JW: I sort of thought you might ask me about this. So, okay, full context. I work a nine to five job. I paint with an obsessiveness that requires me to basically be in the studio from 6 p.m. to almost 2 a.m. most days. I don’t have a lot of time for anything else. So I do audio books and I listen to podcasts to be able to feed the intellectual questions that I have. But yes, one of the lighter things I very often engage with is Dateline—I’ve more or less listened to its archive by now. The format itself is obviously made for television. It’s so funny they offer it in podcast form because they constantly refer to images and people. I think there’s always been a fixation culturally with true crime. And I definitely participate in that to a certain extent, but the reason I love Dateline is the format in which they do it is classic. They’re like the first true crime show and they still have these sort of network television personalities that are associated with it. Despite the uptick in interest in true crime, they have not strayed from their formula in the decades they have been on. It’s not a dumb podcast that’s more about the podcasters’ friendship, which I could not care less about, than the content. They explicate the thing thoroughly. They go through the entire investigation and there’s no frivolous conversation. It’s fact-based. It’s well-edited. 



Jonathan Worcester, Untitled, 48 x 68.75 x 3.5”. Courtesy the artist.

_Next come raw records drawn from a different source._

use anyhow::{Context, Result};
use prometheus_supervisor::control::controller_by_name;
use prometheus_supervisor::params::ParamRecord;
use prometheus_supervisor::simulation::SimulatedRobot;
use prometheus_supervisor::{RobotConfig, Supervisor};
use std::env;
use std::io::{self, BufRead};
use std::sync::Arc;
use std::thread;
use std::time::Duration;
use tokio::sync::{mpsc, Mutex};

/// A supervisor and the simulated robot it drives
///
/// Both live behind one mutex so parameter updates from stdin never
/// interleave with a running tick.
struct SupervisorNode {
    supervisor: Supervisor,
    robot: SimulatedRobot,
    ticks: u64,
}

impl SupervisorNode {
    fn new(config: &RobotConfig) -> Result<Self> {
        let geometry = config.geometry()?;
        let robot = SimulatedRobot::new(geometry, config.initial_pose);
        let controller = controller_by_name(&config.supervisor.controller)?;
        let supervisor =
            Supervisor::new(geometry, config.initial_pose, &robot.robot_state(), controller)?;

        Ok(SupervisorNode {
            supervisor,
            robot,
            ticks: 0,
        })
    }

    fn timer_callback(&mut self, dt: f64) {
        match self.supervisor.execute(&self.robot.robot_state(), dt) {
            Ok((vl, vr)) => self.robot.set_wheel_speeds(vl, vr),
            Err(e) => {
                // Skip this tick; the robot coasts on its last command
                log::error!("Supervisor tick failed: {}", e);
            }
        }
        self.robot.step(dt);
        self.ticks += 1;

        if self.ticks % 20 == 0 {
            let pose = self.supervisor.pose_estimate();
            log::info!(
                "Estimated pose: x={:.3}, y={:.3}, theta={:.3}",
                pose.x,
                pose.y,
                pose.theta
            );
        }
    }

    /// Handle one line from stdin
    ///
    /// `get` prints the parameters, `controller <name>` switches controller,
    /// anything else is parsed as a JSON parameter record.
    fn command_callback(&mut self, line: &str) -> Result<()> {
        let line = line.trim();
        if line.is_empty() {
            return Ok(());
        }

        if line == "get" {
            println!("{}", serde_json::to_string(&self.supervisor.get_parameters())?);
            return Ok(());
        }

        if let Some(name) = line.strip_prefix("controller ") {
            let controller = controller_by_name(name.trim())?;
            self.supervisor.select_controller(controller, None)?;
            return Ok(());
        }

        let record: ParamRecord =
            serde_json::from_str(line).context("parameters must be a JSON object")?;
        self.supervisor.set_parameters(&record)?;
        log::info!("Applied parameters {}", line);
        Ok(())
    }
}

#[tokio::main]
async fn main() -> Result<()> {
    env_logger::Builder::from_env(env_logger::Env::default().default_filter_or("info")).init();

    let config = match env::args().nth(1) {
        Some(path) => RobotConfig::from_file(&path)
            .with_context(|| format!("loading robot configuration from {}", path))?,
        None => RobotConfig::khepera3_defaults(),
    };

    let node = Arc::new(Mutex::new(SupervisorNode::new(&config)?));
    log::info!(
        "Supervisor node running {} every {}ms. Type 'get', 'controller <name>' or a JSON record.",
        config.supervisor.controller,
        config.supervisor.tick_ms
    );

    let tick_node = Arc::clone(&node);
    let dt = config.tick_seconds();
    let period = Duration::from_millis(config.supervisor.tick_ms);
    let ticker = tokio::spawn(async move {
        let mut interval = tokio::time::interval(period);
        loop {
            interval.tick().await;
            tick_node.lock().await.timer_callback(dt);
        }
    });

    // Blocking stdin reads stay off the runtime so shutdown never waits on them
    let (line_tx, mut line_rx) = mpsc::unbounded_channel::<String>();
    thread::spawn(move || {
        for line in io::stdin().lock().lines() {
            match line {
                Ok(line) => {
                    if line_tx.send(line).is_err() {
                        break;
                    }
                }
                Err(e) => {
                    log::error!("Failed to read stdin: {}", e);
                    break;
                }
            }
        }
    });

    let command_node = Arc::clone(&node);
    let commands = tokio::spawn(async move {
        while let Some(line) = line_rx.recv().await {
            if let Err(e) = command_node.lock().await.command_callback(&line) {
                log::warn!("Command rejected: {:#}", e);
            }
        }
    });

    tokio::signal::ctrl_c().await?;
    log::info!("Received shutdown signal");
    ticker.abort();
    commands.abort();

    let node = node.lock().await;
    let pose = node.supervisor.pose_estimate();
    log::info!(
        "Stopped after {} ticks at estimated pose ({:.3}, {:.3}, {:.3})",
        node.ticks,
        pose.x,
        pose.y,
        pose.theta
    );
    Ok(())
}
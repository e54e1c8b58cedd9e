//! Differential-drive kinematics
//!
//! Wheel speeds are wheel angular velocities in rad/s; multiply by the wheel
//! radius for the rim speed.

use crate::common::WheelGeometry;

/// Convert a unicycle command into left and right wheel speeds
///
/// # Arguments
/// * `v` - Linear velocity in m/s
/// * `w` - Angular velocity in rad/s
/// * `geometry` - Wheel radius and base length
///
/// # Returns
/// `(vl, vr)` wheel angular velocities
pub fn unicycle_to_wheels(v: f64, w: f64, geometry: &WheelGeometry) -> (f64, f64) {
    let r = geometry.radius();
    let l = geometry.base_length();

    let vr = (l * w + 2.0 * v) / (2.0 * r);
    let vl = vr - l * w / r;
    (vl, vr)
}

/// Convert wheel speeds back into the unicycle command they realize
pub fn wheels_to_unicycle(vl: f64, vr: f64, geometry: &WheelGeometry) -> (f64, f64) {
    let r = geometry.radius();
    let l = geometry.base_length();

    let v = r * (vr + vl) / 2.0;
    let w = r * (vr - vl) / l;
    (v, w)
}

#[cfg(test)]
mod tests {
    use super::*;
    use approx::assert_relative_eq;

    fn geometry() -> WheelGeometry {
        WheelGeometry::new(0.02, 0.1, 100).unwrap()
    }

    #[test]
    fn test_straight_line_gives_equal_wheels() {
        for v in [-1.5, 0.0, 0.3, 2.0] {
            let (vl, vr) = unicycle_to_wheels(v, 0.0, &geometry());
            assert_eq!(vl, vr);
            assert_relative_eq!(vr, v / 0.02, epsilon = 1e-9);
        }
    }

    #[test]
    fn test_spin_in_place() {
        let (vl, vr) = unicycle_to_wheels(0.0, 1.0, &geometry());
        // vr = L*w / 2R = 2.5, vl = vr - L*w/R = -2.5
        assert_relative_eq!(vr, 2.5, epsilon = 1e-12);
        assert_relative_eq!(vl, -2.5, epsilon = 1e-12);
    }

    #[test]
    fn test_matches_textbook_form() {
        let g = geometry();
        let (v, w) = (0.4, -0.7);
        let (vl, vr) = unicycle_to_wheels(v, w, &g);
        let (r, l) = (g.radius(), g.base_length());
        assert_relative_eq!(vr, (2.0 * v + w * l) / (2.0 * r), epsilon = 1e-12);
        assert_relative_eq!(vl, (2.0 * v - w * l) / (2.0 * r), epsilon = 1e-12);
    }

    #[test]
    fn test_forward_kinematics_inverts() {
        let g = geometry();
        let (vl, vr) = unicycle_to_wheels(0.25, 1.2, &g);
        let (v, w) = wheels_to_unicycle(vl, vr, &g);
        assert_relative_eq!(v, 0.25, epsilon = 1e-12);
        assert_relative_eq!(w, 1.2, epsilon = 1e-12);
    }

    #[test]
    fn test_zero_command() {
        assert_eq!(unicycle_to_wheels(0.0, 0.0, &geometry()), (0.0, 0.0));
    }
}
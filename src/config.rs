//! Static robot configuration
//!
//! Loaded once from a TOML file when a robot and its supervisor are created.
//! Nothing in here can change while the supervisor runs.

use crate::common::{Pose, WheelGeometry};
use crate::error::ConfigurationError;
use serde::{Deserialize, Serialize};
use std::fs;
use std::path::Path;

/// Top-level robot configuration
#[derive(Debug, Clone, PartialEq, Deserialize, Serialize)]
pub struct RobotConfig {
    pub wheels: WheelsConfig,
    #[serde(default)]
    pub initial_pose: Pose,
    pub supervisor: SupervisorConfig,
}

/// Wheel geometry as written in the file
#[derive(Debug, Clone, PartialEq, Deserialize, Serialize)]
pub struct WheelsConfig {
    /// Wheel radius in meters
    pub radius: f64,
    /// Distance between the wheels in meters
    pub base_length: f64,
    pub ticks_per_rev: u32,
    /// Motor limit in rad/s
    #[serde(default, skip_serializing_if = "Option::is_none")]
    pub max_velocity: Option<f64>,
}

#[derive(Debug, Clone, PartialEq, Deserialize, Serialize)]
pub struct SupervisorConfig {
    /// Name of the controller to start with
    pub controller: String,
    /// Control period in milliseconds
    pub tick_ms: u64,
}

impl RobotConfig {
    /// Load configuration from a TOML file
    pub fn from_file<P: AsRef<Path>>(path: P) -> Result<Self, ConfigurationError> {
        let path = path.as_ref();
        let contents = fs::read_to_string(path)
            .map_err(|e| ConfigurationError::Config(format!("{}: {}", path.display(), e)))?;
        Self::from_toml(&contents)
    }

    pub fn from_toml(contents: &str) -> Result<Self, ConfigurationError> {
        let config: RobotConfig =
            toml::from_str(contents).map_err(|e| ConfigurationError::Config(e.to_string()))?;
        if config.supervisor.tick_ms == 0 {
            return Err(ConfigurationError::Config(
                "supervisor.tick_ms must be positive".to_string(),
            ));
        }
        Ok(config)
    }

    pub fn to_toml(&self) -> Result<String, ConfigurationError> {
        toml::to_string_pretty(self).map_err(|e| ConfigurationError::Config(e.to_string()))
    }

    /// Validated wheel geometry
    pub fn geometry(&self) -> Result<WheelGeometry, ConfigurationError> {
        let geometry = WheelGeometry::new(
            self.wheels.radius,
            self.wheels.base_length,
            self.wheels.ticks_per_rev,
        )?;
        Ok(match self.wheels.max_velocity {
            Some(max) => geometry.with_max_wheel_speed(max),
            None => geometry,
        })
    }

    /// Control period in seconds
    pub fn tick_seconds(&self) -> f64 {
        self.supervisor.tick_ms as f64 / 1000.0
    }

    /// Khepera III with the go-to-goal controller
    pub fn khepera3_defaults() -> Self {
        RobotConfig {
            wheels: WheelsConfig {
                radius: 0.021,
                base_length: 0.0885,
                ticks_per_rev: 2765,
                max_velocity: Some(2.0 * std::f64::consts::PI * 130.0 / 60.0),
            },
            initial_pose: Pose::origin(),
            supervisor: SupervisorConfig {
                controller: "GoToGoal".to_string(),
                tick_ms: 50,
            },
        }
    }
}

impl Default for RobotConfig {
    fn default() -> Self {
        Self::khepera3_defaults()
    }
}

#[cfg(test)]
mod tests {
    use super::*;

    #[test]
    fn test_default_config_is_valid() {
        let config = RobotConfig::default();
        let geometry = config.geometry().unwrap();
        assert_eq!(geometry.ticks_per_revolution(), 2765);
        assert!(geometry.max_wheel_speed().is_some());
        assert_eq!(config.tick_seconds(), 0.05);
    }

    #[test]
    fn test_toml_round_trip() {
        let config = RobotConfig::khepera3_defaults();
        let text = config.to_toml().unwrap();
        assert_eq!(RobotConfig::from_toml(&text).unwrap(), config);
    }

    #[test]
    fn test_parse_minimal() {
        let config = RobotConfig::from_toml(
            r#"
            [wheels]
            radius = 0.02
            base_length = 0.1
            ticks_per_rev = 100

            [supervisor]
            controller = "Hold"
            tick_ms = 100
            "#,
        )
        .unwrap();
        assert_eq!(config.initial_pose, Pose::origin());
        assert_eq!(config.wheels.max_velocity, None);
        assert_eq!(config.supervisor.controller, "Hold");
    }

    #[test]
    fn test_bad_geometry_fails_at_construction() {
        let mut config = RobotConfig::default();
        config.wheels.base_length = 0.0;
        assert_eq!(
            config.geometry(),
            Err(ConfigurationError::InvalidBaseLength(0.0))
        );
    }

    #[test]
    fn test_zero_tick_period_rejected() {
        let mut config = RobotConfig::default();
        config.supervisor.tick_ms = 0;
        let text = config.to_toml().unwrap();
        assert!(RobotConfig::from_toml(&text).is_err());
    }
}
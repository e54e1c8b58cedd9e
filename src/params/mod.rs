//! Hierarchical supervisor parameters
//!
//! A [`ParameterTree`] holds typed leaves grouped under named groups. It is
//! read as a nested [`ParamRecord`] snapshot and written through validated,
//! all-or-nothing bulk updates.
pub mod node;
pub mod path;
pub mod value;

pub use self::node::{ParameterChild, ParameterNode};
pub use self::path::ParamPath;
pub use self::value::{ParamRecord, ParamValue};

use crate::error::{ConfigurationError, ValidationError};
use log::debug;

/// Typed parameter tree with an implicit root group
#[derive(Debug, Clone, PartialEq)]
pub struct ParameterTree {
    root: ParameterNode,
}

impl Default for ParameterTree {
    fn default() -> Self {
        ParameterTree {
            root: ParameterNode::group(),
        }
    }
}

impl ParameterTree {
    /// A tree with no parameters at all
    pub fn empty() -> Self {
        ParameterTree::default()
    }

    /// Start building a tree from a template
    pub fn builder() -> GroupBuilder {
        GroupBuilder::new(ParamPath::root())
    }

    /// Deep copy of every value, keeping group nesting and declaration order
    pub fn get_snapshot(&self) -> ParamRecord {
        match self.root.value() {
            ParamValue::Group(record) => record,
            _ => ParamRecord::new(),
        }
    }

    /// Read-only view of the whole tree, for renderers
    pub fn describe(&self) -> &ParameterNode {
        &self.root
    }

    pub fn get(&self, path: &ParamPath) -> Option<ParamValue> {
        if path.is_root() {
            return None;
        }
        self.root.lookup(path).map(ParameterNode::value)
    }

    /// Set a single leaf
    pub fn set(&mut self, path: ParamPath, value: ParamValue) -> Result<(), ValidationError> {
        self.set_bulk(&[(path, value)])
    }

    /// Apply a batch of updates atomically
    ///
    /// Every update is checked against its leaf's domain before anything is
    /// written. If one path is unknown or one value is out of domain the
    /// error names that path and the tree is exactly as it was.
    pub fn set_bulk(&mut self, updates: &[(ParamPath, ParamValue)]) -> Result<(), ValidationError> {
        let mut staged = self.root.clone();

        for (path, value) in updates {
            if path.is_root() {
                return Err(ValidationError::new(path.clone(), "empty parameter path"));
            }
            let leaf = staged
                .lookup_mut(path)
                .ok_or_else(|| ValidationError::new(path.clone(), "unknown parameter"))?;
            leaf.try_assign(value)
                .map_err(|reason| ValidationError::new(path.clone(), reason))?;
        }

        debug!("Applied {} parameter updates", updates.len());
        self.root = staged;
        Ok(())
    }

    /// Apply a nested record, as produced by [`get_snapshot`](Self::get_snapshot)
    pub fn set_record(&mut self, record: &ParamRecord) -> Result<(), ValidationError> {
        self.set_bulk(&record.flatten())
    }

    /// True when both trees have the same groups, leaf names and leaf kinds
    pub fn matches_schema(&self, other: &ParameterTree) -> bool {
        self.root.same_shape(&other.root)
    }
}

/// Builds one group of a [`ParameterTree`]
///
/// Problems in the template (duplicate names, defaults outside their own
/// bounds) are reported once by [`GroupBuilder::build`].
#[derive(Debug)]
pub struct GroupBuilder {
    path: ParamPath,
    children: Vec<ParameterChild>,
    error: Option<ConfigurationError>,
}

impl GroupBuilder {
    fn new(path: ParamPath) -> Self {
        GroupBuilder {
            path,
            children: Vec::new(),
            error: None,
        }
    }

    fn push(mut self, name: &str, label: Option<&str>, node: ParameterNode) -> Self {
        if self.error.is_some() {
            return self;
        }
        let path = self.path.child(name);
        if name.is_empty() || name.contains('.') {
            self.error = Some(ConfigurationError::InvalidDefault {
                path,
                reason: "names must be non-empty and contain no '.'".to_string(),
            });
        } else if self.children.iter().any(|child| child.name == name) {
            self.error = Some(ConfigurationError::DuplicateName(path.to_string()));
        } else if let Err(reason) = node.check_default() {
            self.error = Some(ConfigurationError::InvalidDefault { path, reason });
        } else {
            self.children.push(ParameterChild {
                name: name.to_string(),
                label: label.map(str::to_string),
                node,
            });
        }
        self
    }

    /// Add a leaf or a prebuilt node
    pub fn leaf(self, name: &str, node: ParameterNode) -> Self {
        self.push(name, None, node)
    }

    /// Add a leaf with a display label
    pub fn labelled(self, name: &str, label: &str, node: ParameterNode) -> Self {
        self.push(name, Some(label), node)
    }

    /// Add a nested group
    pub fn group(mut self, name: &str, build: impl FnOnce(GroupBuilder) -> GroupBuilder) -> Self {
        let nested = build(GroupBuilder::new(self.path.child(name)));
        if let Some(error) = nested.error {
            if self.error.is_none() {
                self.error = Some(error);
            }
            return self;
        }
        self = self.push(
            name,
            None,
            ParameterNode::Group {
                children: nested.children,
            },
        );
        self
    }

    pub fn build(self) -> Result<ParameterTree, ConfigurationError> {
        match self.error {
            Some(error) => Err(error),
            None => Ok(ParameterTree {
                root: ParameterNode::Group {
                    children: self.children,
                },
            }),
        }
    }
}

#[cfg(test)]
mod tests {
    use super::*;

    fn tree() -> ParameterTree {
        ParameterTree::builder()
            .group("goal", |g| {
                g.leaf("x", ParameterNode::float(-5.0, -100.0, 100.0, 0.5))
                    .leaf("y", ParameterNode::float(5.0, -100.0, 100.0, 0.5))
            })
            .leaf("level", ParameterNode::float(3.0, 0.0, 10.0, 1.0))
            .leaf("laps", ParameterNode::int(1, 0, 5))
            .leaf("enabled", ParameterNode::boolean(true))
            .leaf("mode", ParameterNode::choice(["pid", "hold"], "pid"))
            .build()
            .unwrap()
    }

    #[test]
    fn test_snapshot_is_nested_and_ordered() {
        let snapshot = tree().get_snapshot();
        let names: Vec<_> = snapshot.iter().map(|(name, _)| name).collect();
        assert_eq!(names, ["goal", "level", "laps", "enabled", "mode"]);
        assert_eq!(snapshot.get_f64("goal.x"), Some(-5.0));
    }

    #[test]
    fn test_snapshot_is_independent() {
        let mut tree = tree();
        let snapshot = tree.get_snapshot();
        tree.set(ParamPath::from("goal.x"), ParamValue::Float(1.0))
            .unwrap();
        assert_eq!(snapshot.get_f64("goal.x"), Some(-5.0));
        assert_eq!(tree.get_snapshot().get_f64("goal.x"), Some(1.0));
    }

    #[test]
    fn test_upper_bound_is_inclusive() {
        let mut tree = tree();
        let err = tree
            .set(ParamPath::from("level"), ParamValue::Float(15.0))
            .unwrap_err();
        assert_eq!(err.path, ParamPath::from("level"));
        assert!(tree
            .set(ParamPath::from("level"), ParamValue::Float(10.0))
            .is_ok());
        assert_eq!(tree.get(&ParamPath::from("level")), Some(ParamValue::Float(10.0)));
    }

    #[test]
    fn test_set_bulk_is_atomic() {
        let mut tree = tree();
        let before = tree.clone();
        let err = tree
            .set_bulk(&[
                (ParamPath::from("goal.x"), ParamValue::Float(2.0)),
                (ParamPath::from("enabled"), ParamValue::Bool(false)),
                (ParamPath::from("gains.kp"), ParamValue::Float(1.0)),
                (ParamPath::from("mode"), ParamValue::from("hold")),
            ])
            .unwrap_err();

        assert_eq!(err.path, ParamPath::from("gains.kp"));
        assert_eq!(tree, before);
    }

    #[test]
    fn test_set_bulk_applies_all() {
        let mut tree = tree();
        tree.set_bulk(&[
            (ParamPath::from("goal.y"), ParamValue::Int(-3)),
            (ParamPath::from("laps"), ParamValue::Int(5)),
            (ParamPath::from("mode"), ParamValue::from("hold")),
        ])
        .unwrap();

        let snapshot = tree.get_snapshot();
        assert_eq!(snapshot.get_f64("goal.y"), Some(-3.0));
        assert_eq!(snapshot.get("laps"), Some(&ParamValue::Int(5)));
        assert_eq!(snapshot.get("mode"), Some(&ParamValue::from("hold")));
    }

    #[test]
    fn test_group_path_is_not_a_value() {
        let mut tree = tree();
        let err = tree
            .set(ParamPath::from("goal"), ParamValue::Float(1.0))
            .unwrap_err();
        assert_eq!(err.path, ParamPath::from("goal"));
        assert!(tree.set(ParamPath::root(), ParamValue::Float(1.0)).is_err());
    }

    #[test]
    fn test_snapshot_round_trip_is_noop() {
        let mut tree = tree();
        let snapshot = tree.get_snapshot();
        tree.set_record(&snapshot).unwrap();
        assert_eq!(tree.get_snapshot(), snapshot);
    }

    #[test]
    fn test_set_record_rejects_record_at_leaf() {
        let mut tree = tree();
        let record = ParamRecord::new().with("level", ParamRecord::new().with("x", 1.0));
        assert!(tree.set_record(&record).is_err());
    }

    #[test]
    fn test_builder_rejects_duplicates_and_bad_defaults() {
        let duplicate = ParameterTree::builder()
            .group("gains", |g| {
                g.leaf("kp", ParameterNode::float(1.0, 0.0, 10.0, 0.1))
                    .leaf("kp", ParameterNode::float(1.0, 0.0, 10.0, 0.1))
            })
            .build();
        assert_eq!(
            duplicate.unwrap_err(),
            ConfigurationError::DuplicateName("gains.kp".to_string())
        );

        let out_of_range = ParameterTree::builder()
            .leaf("v", ParameterNode::float(20.0, 0.0, 10.0, 0.1))
            .build();
        assert!(matches!(
            out_of_range,
            Err(ConfigurationError::InvalidDefault { .. })
        ));
    }

    #[test]
    fn test_builder_rejects_repeated_choice_options() {
        let result = ParameterTree::builder()
            .leaf("mode", ParameterNode::choice(["a", "a"], "a"))
            .build();
        assert!(matches!(
            result,
            Err(ConfigurationError::InvalidDefault { ref path, .. }) if *path == ParamPath::from("mode")
        ));
    }

    #[test]
    fn test_matches_schema_ignores_values() {
        let mut other = tree();
        other
            .set(ParamPath::from("goal.x"), ParamValue::Float(42.0))
            .unwrap();
        assert!(tree().matches_schema(&other));

        let different = ParameterTree::builder()
            .leaf("level", ParameterNode::float(3.0, 0.0, 10.0, 1.0))
            .build()
            .unwrap();
        assert!(!tree().matches_schema(&different));
    }

    #[test]
    fn test_describe_exposes_labels() {
        let tree = ParameterTree::builder()
            .group("gains", |g| {
                g.labelled("kp", "Proportional gain", ParameterNode::float(1.0, 0.0, 10.0, 0.1))
            })
            .build()
            .unwrap();

        let gains = &tree.describe().children()[0];
        assert_eq!(gains.label(), "Gains");
        assert_eq!(gains.node.children()[0].label(), "Proportional gain");
    }
}
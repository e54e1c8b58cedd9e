//! Common types shared across the supervisor
pub mod geometry;
pub mod pose;

pub use self::geometry::{EncoderState, RobotState, WheelGeometry};
pub use self::pose::Pose;

/// Wrap an angle to [-pi, pi]
pub fn normalize_angle(angle: f64) -> f64 {
    // atan2 keeps the result exact for any number of full turns
    angle.sin().atan2(angle.cos())
}

#[cfg(test)]
mod tests {
    use super::*;
    use approx::assert_relative_eq;
    use std::f64::consts::PI;

    #[test]
    fn test_normalize_angle() {
        assert_relative_eq!(normalize_angle(0.5), 0.5, epsilon = 1e-12);
        assert_relative_eq!(normalize_angle(2.0 * PI + 0.5), 0.5, epsilon = 1e-12);
        assert_relative_eq!(normalize_angle(-7.0 * PI / 2.0), PI / 2.0, epsilon = 1e-12);
    }
}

CGN: This is what fascinates me—you’ve chosen a highly, highly, highly consistent and formulaic program to be the thing that you are passively consuming as you work. The relationship between that and the inherent obsessiveness of your paintings, both in practice and process, I would like to know more about that.

JW: Yeah, that’s a great connection. Actually that wasn’t obvious to me. So thank you. The way that I actually am making work is so scripted. I know how I’m going to do it, and from there it just deals with repetition, with patterning. The way I create difference is in semi-object-oriented things about the work, like changing the context, changing how they are contingent to the space around them. I can get so obsessive about color relationships. Just looking at a painting next to a painting that’s dealing in the same patterning and how much they affect each other—that’s what’s really been blowing my mind recently. But I am extremely formulaic. I think I’ve worked out a practice where I don’t have to stand back with my brush and feel this romantic trauma. I find that so obnoxious. I am not struggling. I’m having a great time listening to Dateline and I’ve baked in maybe ten decisions for each individual painting. Then I’m just working. And that is fun for me.


Dead Reckoning at 65Grand opens Friday, April 18, 6-9pm. On Friday, April 25, 6-9pm Frieze is hosting a private reception and exhibition viewing for EXPO Chicago VIPS.